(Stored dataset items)

>>>

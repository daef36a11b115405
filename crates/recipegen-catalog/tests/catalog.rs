use std::collections::HashSet;
use std::path::Path;

use recipegen_catalog::{Content, DOMAINS, ForestryRecipes, MOD_ID};
use recipegen_core::condition::Condition;
use recipegen_core::error::GenError;
use recipegen_core::output::RecipeOutput;
use recipegen_core::provider::{RecipeProvider, run_provider};
use recipegen_core::recipe::{RecipeKind, RecipeSpec};
use recipegen_core::registry::{ContentRegistry, RegistryBuilder, RegistryError};
use recipegen_core::sink::MemorySink;
use recipegen_core::test_utils::*;
use recipegen_core::validation::{lint, validate_determinism, validate_pattern};

fn content_dir() -> &'static Path {
    Path::new(concat!(env!("CARGO_MANIFEST_DIR"), "/content"))
}

fn registry() -> ContentRegistry {
    recipegen_data::load_content(content_dir()).unwrap()
}

fn catalog() -> RecipeOutput {
    let reg = registry();
    let mut out = RecipeOutput::new();
    ForestryRecipes.build_recipes(&reg, &mut out).unwrap();
    out
}

/// The shipped registry minus one item (and its tag memberships).
fn registry_without(missing: &str) -> ContentRegistry {
    let full = registry();
    let missing = rl(missing);
    let mut b = RegistryBuilder::new();
    for item in full.items().filter(|id| **id != missing) {
        b.register_item(&item.to_string()).unwrap();
    }
    for tag in full.tags() {
        let members: Vec<String> = tag
            .members
            .iter()
            .filter(|m| **m != missing)
            .map(|m| m.to_string())
            .collect();
        let members: Vec<&str> = members.iter().map(String::as_str).collect();
        b.register_tag(&tag.id.to_string(), &members).unwrap();
    }
    b.build().unwrap()
}

// -----------------------------------------------------------------------
// Catalog shape
// -----------------------------------------------------------------------

#[test]
fn every_domain_contributes() {
    let reg = registry();
    let content = Content::new(&reg);
    let expected = [
        ("arboriculture", 357),
        ("apiculture", 42),
        ("food", 3),
        ("backpacks", 8),
        ("charcoal", 5),
        ("climatology", 2),
        ("core", 41),
        ("books", 3),
        ("cultivation", 21),
        ("database", 6),
        ("energy", 3),
        ("factory", 10),
        ("farming", 55),
        ("fluids", 3),
        ("lepidopterology", 1),
        ("mail", 12),
        ("sorting", 1),
        ("worktable", 1),
    ];
    assert_eq!(DOMAINS.len(), expected.len());
    for ((name, register), (expected_name, count)) in DOMAINS.iter().zip(expected) {
        assert_eq!(*name, expected_name);
        let mut out = RecipeOutput::new();
        register(&content, &mut out).unwrap();
        assert_eq!(out.len(), count, "domain {name}");
    }
}

#[test]
fn identities_are_unique_across_domains() {
    let out = catalog();
    assert_eq!(out.len(), 574);
    let ids: HashSet<_> = out.iter().map(|s| s.id.clone()).collect();
    assert_eq!(ids.len(), out.len());
}

#[test]
fn catalog_lints_clean() {
    let out = catalog();
    let findings = lint(out.recipes(), Some(MOD_ID));
    let errors: Vec<_> = findings.iter().filter(|f| f.is_error()).collect();
    assert!(errors.is_empty(), "lint errors: {errors:?}");

    let mut foreign: Vec<String> = findings
        .iter()
        .filter(|f| !f.is_error())
        .map(|f| f.to_string())
        .collect();
    foreign.sort();
    // Six base-game doors, two nine-block storage halves, cobweb,
    // glistering melon, and paper.
    assert_eq!(foreign.len(), 11, "{foreign:?}");
    assert!(foreign.iter().any(|f| f.starts_with("minecraft:cobweb_from_wisp")));
    assert!(foreign.iter().any(|f| f.starts_with("minecraft:raw_tin_block")));
}

fn shaped_symbols_agree(id: &str, kind: &RecipeKind) {
    match kind {
        RecipeKind::Shaped(shaped) => {
            assert_eq!(validate_pattern(&shaped.pattern, &shaped.key), Ok(()), "{id}");
            let used: HashSet<char> = shaped
                .pattern
                .iter()
                .flat_map(|r| r.chars())
                .filter(|c| *c != ' ')
                .collect();
            let defined: HashSet<char> = shaped.key.keys().copied().collect();
            assert_eq!(used, defined, "{id}");
        }
        RecipeKind::Conditional(cond) => {
            for alt in &cond.alternatives {
                shaped_symbols_agree(id, &alt.kind);
            }
        }
        _ => {}
    }
}

#[test]
fn shaped_symbols_match_keys() {
    for spec in catalog().iter() {
        shaped_symbols_agree(&spec.id.to_string(), &spec.kind);
    }
}

#[test]
fn conditionals_end_in_single_fallback() {
    let out = catalog();
    let conditionals: Vec<&RecipeSpec> = out.iter().filter(|s| s.is_conditional()).collect();
    assert_eq!(conditionals.len(), 3);
    for spec in conditionals {
        let RecipeKind::Conditional(cond) = &spec.kind else {
            unreachable!();
        };
        let always: Vec<usize> = cond
            .alternatives
            .iter()
            .enumerate()
            .filter(|(_, a)| a.condition == Condition::Always)
            .map(|(i, _)| i)
            .collect();
        assert_eq!(always, [cond.alternatives.len() - 1], "{}", spec.id);
    }
}

#[test]
fn catalog_is_deterministic() {
    let reg = registry();
    let result = validate_determinism(&ForestryRecipes, &reg).unwrap();
    assert!(result.is_deterministic, "diverged at {:?}", result.divergence);
    assert_eq!(result.recipe_count, 574);
}

// -----------------------------------------------------------------------
// Individual recipes
// -----------------------------------------------------------------------

#[test]
fn bronze_pickaxe_matches_fixture() {
    let out = catalog();
    let spec = out.get("forestry:bronze_pickaxe").unwrap();
    assert_eq!(*spec, pickaxe_spec(&bronze_registry()));
}

#[test]
fn stone_gear_tag_is_empty_so_gears_use_copper() {
    let reg = registry();
    let out = catalog();
    let RecipeKind::Conditional(cond) = &out.get("forestry:gear_copper").unwrap().kind else {
        panic!("gear is conditional");
    };
    let chosen = cond.resolve(&reg).unwrap();
    assert!(chosen.condition.is_unconditional());
}

#[test]
fn apiarist_backpack_uses_tree_chest() {
    let out = catalog();
    let spec = out.get("forestry:apiarist_backpack").unwrap();
    let RecipeKind::Shaped(shaped) = &spec.kind else {
        panic!("backpack is shaped");
    };
    assert_eq!(
        shaped.key[&'Y'],
        recipegen_core::ingredient::Ingredient::Item(rl("forestry:tree_chest"))
    );
    assert_eq!(spec.unlock[0].name, "has_bee_chest");
}

// -----------------------------------------------------------------------
// Failure and advancement hook
// -----------------------------------------------------------------------

#[test]
fn missing_item_fails_pass_and_writes_nothing() {
    let reg = registry_without("forestry:gear_tin");
    let mut sink = MemorySink::new();
    let err = run_provider(&ForestryRecipes, &reg, &mut sink).unwrap_err();
    match err {
        GenError::Registry(RegistryError::MissingContentReference { name, .. }) => {
            assert_eq!(name, "forestry:gear_tin");
        }
        other => panic!("unexpected error: {other}"),
    }
    assert!(sink.is_empty());
    assert!(!sink.is_finished());
}

#[test]
fn advancements_are_not_forwarded() {
    let reg = registry();
    let mut sink = MemorySink::new();
    let summary = run_provider(&ForestryRecipes, &reg, &mut sink).unwrap();
    assert_eq!(summary.provider, "Forestry Recipes");
    assert_eq!(summary.recipes, 574);
    assert_eq!(summary.conditional, 3);
    assert_eq!(summary.advancements, 571);
    assert_eq!(summary.foreign, 11);
    assert!(sink.advancements().is_empty());
    assert!(sink.is_finished());
}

<<<

# Description of the task
Which of the lines above hold the string "filter"? Copy each one.

# Output
    for item in full.items().filter(|id| **id != missing) {
            .filter(|m| **m != missing)
    let errors: Vec<_> = findings.iter().filter(|f| f.is_error()).collect();
        .filter(|f| !f.is_error())
                .filter(|c| *c != ' ')
    let conditionals: Vec<&RecipeSpec> = out.iter().filter(|s| s.is_conditional()).collect();
            .filter(|(_, a)| a.condition == Condition::Always)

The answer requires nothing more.